The same thing can be said about what’s potentially happening in the bladder. So, we know you can see sometimes blood in the urine even with the naked eye, you get enough blood that you see the blood in the urine, so imagine what the lining of the bladder looks like if it was bleeding. So, you get rid of the infection, but it doesn’t mean that all of the healing in the bladder has completely taken place. So, to see a little bit of blood in the urine, not with the naked eye, but microscopically, to see a little bit of blood on your test is not so surprising. So, when I see people who do a UA dip in the office like a week later after they put them on five days of antibiotics, and they have them come in on day seven, eight, nine, ten, and they see there’s a little bit of blood, ‘We’re giving you another course of antibiotics,’ there’s no rationale for that, no. Also, the SUFU/AUA guidelines do not recommend a test-of-cure if the patient is without symptoms. They’ve responded to the antibiotics. They’ve responded. If they haven’t, and the antibiotics weren’t sufficient or something is going on, they’re going to have their symptoms come back.”
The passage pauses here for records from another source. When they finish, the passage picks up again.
//! Test utilities and fixtures for Platter development.
//!
//! Provides sequence builders, layout assertions shared by the pool and
//! simulation test suites, and [`DropTally`] for observing exactly when
//! payloads are released.

#![forbid(unsafe_code)]
#![allow(missing_docs)]
#![deny(rustdoc::broken_intra_doc_links)]

use std::cell::Cell;
use std::rc::Rc;

use platter_pool::{PoolConfig, PooledSequence};

/// Build a sequence with the given chunk capacity holding `values` in order.
///
/// # Panics
///
/// Panics if the capacity is invalid or allocation fails.
pub fn sequence_of<T, I>(chunk_capacity: u32, values: I) -> PooledSequence<T>
where
    I: IntoIterator<Item = T>,
{
    let mut seq = PooledSequence::with_config(PoolConfig::new(chunk_capacity))
        .expect("valid chunk capacity");
    seq.extend_back(values).expect("allocation succeeds");
    seq
}

/// Clone the live values out in logical order.
pub fn collect_values<T: Clone>(seq: &PooledSequence<T>) -> Vec<T> {
    seq.iter().cloned().collect()
}

/// Assert that links verify and the O(1) and O(n) counts agree.
pub fn assert_consistent<T>(seq: &PooledSequence<T>) {
    if let Err(err) = seq.verify() {
        panic!("sequence failed verification: {err}");
    }
    assert_eq!(seq.len(), seq.count(), "len() and count() disagree");
}

/// Assert the post-compaction layout: exactly `ceil(len / C)` chunks, all
/// full except possibly the last, and no tombstones.
pub fn assert_packed<T>(seq: &PooledSequence<T>) {
    let capacity = seq.chunk_capacity() as usize;
    let used: Vec<usize> = seq.chunk_used().collect();
    assert_eq!(
        used.len(),
        seq.len().div_ceil(capacity),
        "chunk count is not minimal: {used:?}"
    );
    if let Some((last, full)) = used.split_last() {
        assert!(
            full.iter().all(|&u| u == capacity),
            "non-final chunk not full: {used:?}"
        );
        assert!(*last > 0, "empty chunk retained: {used:?}");
    }
    assert_eq!(seq.tombstones(), 0, "tombstones survived compaction");
}

/// Shared counter of dropped [`Tracked`] payloads.
///
/// Cloning shares the counter.
#[derive(Clone, Default)]
pub struct DropTally {
    dropped: Rc<Cell<usize>>,
}

impl DropTally {
    pub fn new() -> Self {
        Self::default()
    }

    /// A payload carrying `value` that reports to this tally when dropped.
    pub fn track(&self, value: u32) -> Tracked {
        Tracked {
            value,
            tally: Rc::clone(&self.dropped),
        }
    }

    /// Number of tracked payloads dropped so far.
    pub fn dropped(&self) -> usize {
        self.dropped.get()
    }
}

/// Payload that counts its own drop.
#[derive(Debug)]
pub struct Tracked {
    pub value: u32,
    tally: Rc<Cell<usize>>,
}

impl Drop for Tracked {
    fn drop(&mut self) {
        self.tally.set(self.tally.get() + 1);
    }
}

#[cfg(test)]
mod tests {
    use super::*;

    #[test]
    fn tally_counts_drops() {
        let tally = DropTally::new();
        let a = tally.track(1);
        let b = tally.track(2);
        assert_eq!(tally.dropped(), 0);
        drop(a);
        assert_eq!(tally.dropped(), 1);
        drop(b);
        assert_eq!(tally.dropped(), 2);
    }

    #[test]
    fn sequence_of_preserves_order() {
        let seq = sequence_of(3, 0..7);
        assert_eq!(collect_values(&seq), (0..7).collect::<Vec<_>>());
        assert_consistent(&seq);
    }

    #[test]
    fn fresh_push_back_sequence_is_packed() {
        let seq = sequence_of(4, 0..10);
        assert_packed(&seq);
    }
}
- Q: What do you do for those patients who are in the office every other week with culture-proven UTIs with symptoms?
A:
“That implies they have a urinary tract infection, a urine culture that shows greater than 100 thousand of an isolated organism, you provided them with the correct antibiotic as you had that urine culture sensitivities, they hopefully feel better, but then they come back because they have another one. That’s the scenario that I talked about a little bit earlier to say, ‘There’s something going on behind the scenes that is not being identified.’
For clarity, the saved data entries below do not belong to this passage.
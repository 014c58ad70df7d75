//! Simulation configuration.

use platter_pool::PoolConfig;

use crate::error::SimError;

/// Parameters for a particle run.
#[derive(Clone, Debug, PartialEq)]
pub struct SimConfig {
    /// Particles spawned at start. The active population stays at this size.
    pub particle_count: usize,
    /// Timestep. Must be finite and positive.
    pub dt: f64,
    /// Steps performed by [`Simulation::run`](crate::Simulation::run).
    pub iterations: u64,
    /// Seed for the spawn RNG. Equal seeds give identical runs.
    pub seed: u64,
    /// Compact the particle pool every this many steps. `0` never compacts.
    pub erase_interval: u32,
    /// Chunk layout of the particle pool.
    pub pool: PoolConfig,
}

impl SimConfig {
    /// Default population.
    pub const DEFAULT_PARTICLE_COUNT: usize = 10_000;
    /// Default timestep.
    pub const DEFAULT_DT: f64 = 0.01;
    /// Default step count.
    pub const DEFAULT_ITERATIONS: u64 = 1_000;
    /// Default RNG seed.
    pub const DEFAULT_SEED: u64 = 1_691_169_547;

    /// Check every parameter.
    ///
    /// # Errors
    ///
    /// [`SimError::InvalidConfig`] for a non-finite or non-positive `dt`;
    /// [`SimError::Pool`] if the pool config is invalid.
    pub fn validate(&self) -> Result<(), SimError> {
        if !self.dt.is_finite() || self.dt <= 0.0 {
            return Err(SimError::InvalidConfig {
                reason: format!("dt must be finite and > 0, got {}", self.dt),
            });
        }
        self.pool.validate()?;
        Ok(())
    }
}

impl Default for SimConfig {
    fn default() -> Self {
        Self {
            particle_count: Self::DEFAULT_PARTICLE_COUNT,
            dt: Self::DEFAULT_DT,
            iterations: Self::DEFAULT_ITERATIONS,
            seed: Self::DEFAULT_SEED,
            erase_interval: 1,
            pool: PoolConfig::default(),
        }
    }
}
Meaning, it’s not just simple cystitis. They either have a big bladder stone in the bladder, maybe they have a big stone in the kidney, maybe they have a urethral diverticulum, maybe they have a large diverticulum in the bladder that’s housing urine and causing it to get infected, maybe they have a fistula. There’s something else that’s going on behind the scenes that’s not yet recognized. They need a full urological evaluation to include upper-tract imaging as well as a cystoscopy of the bladder.”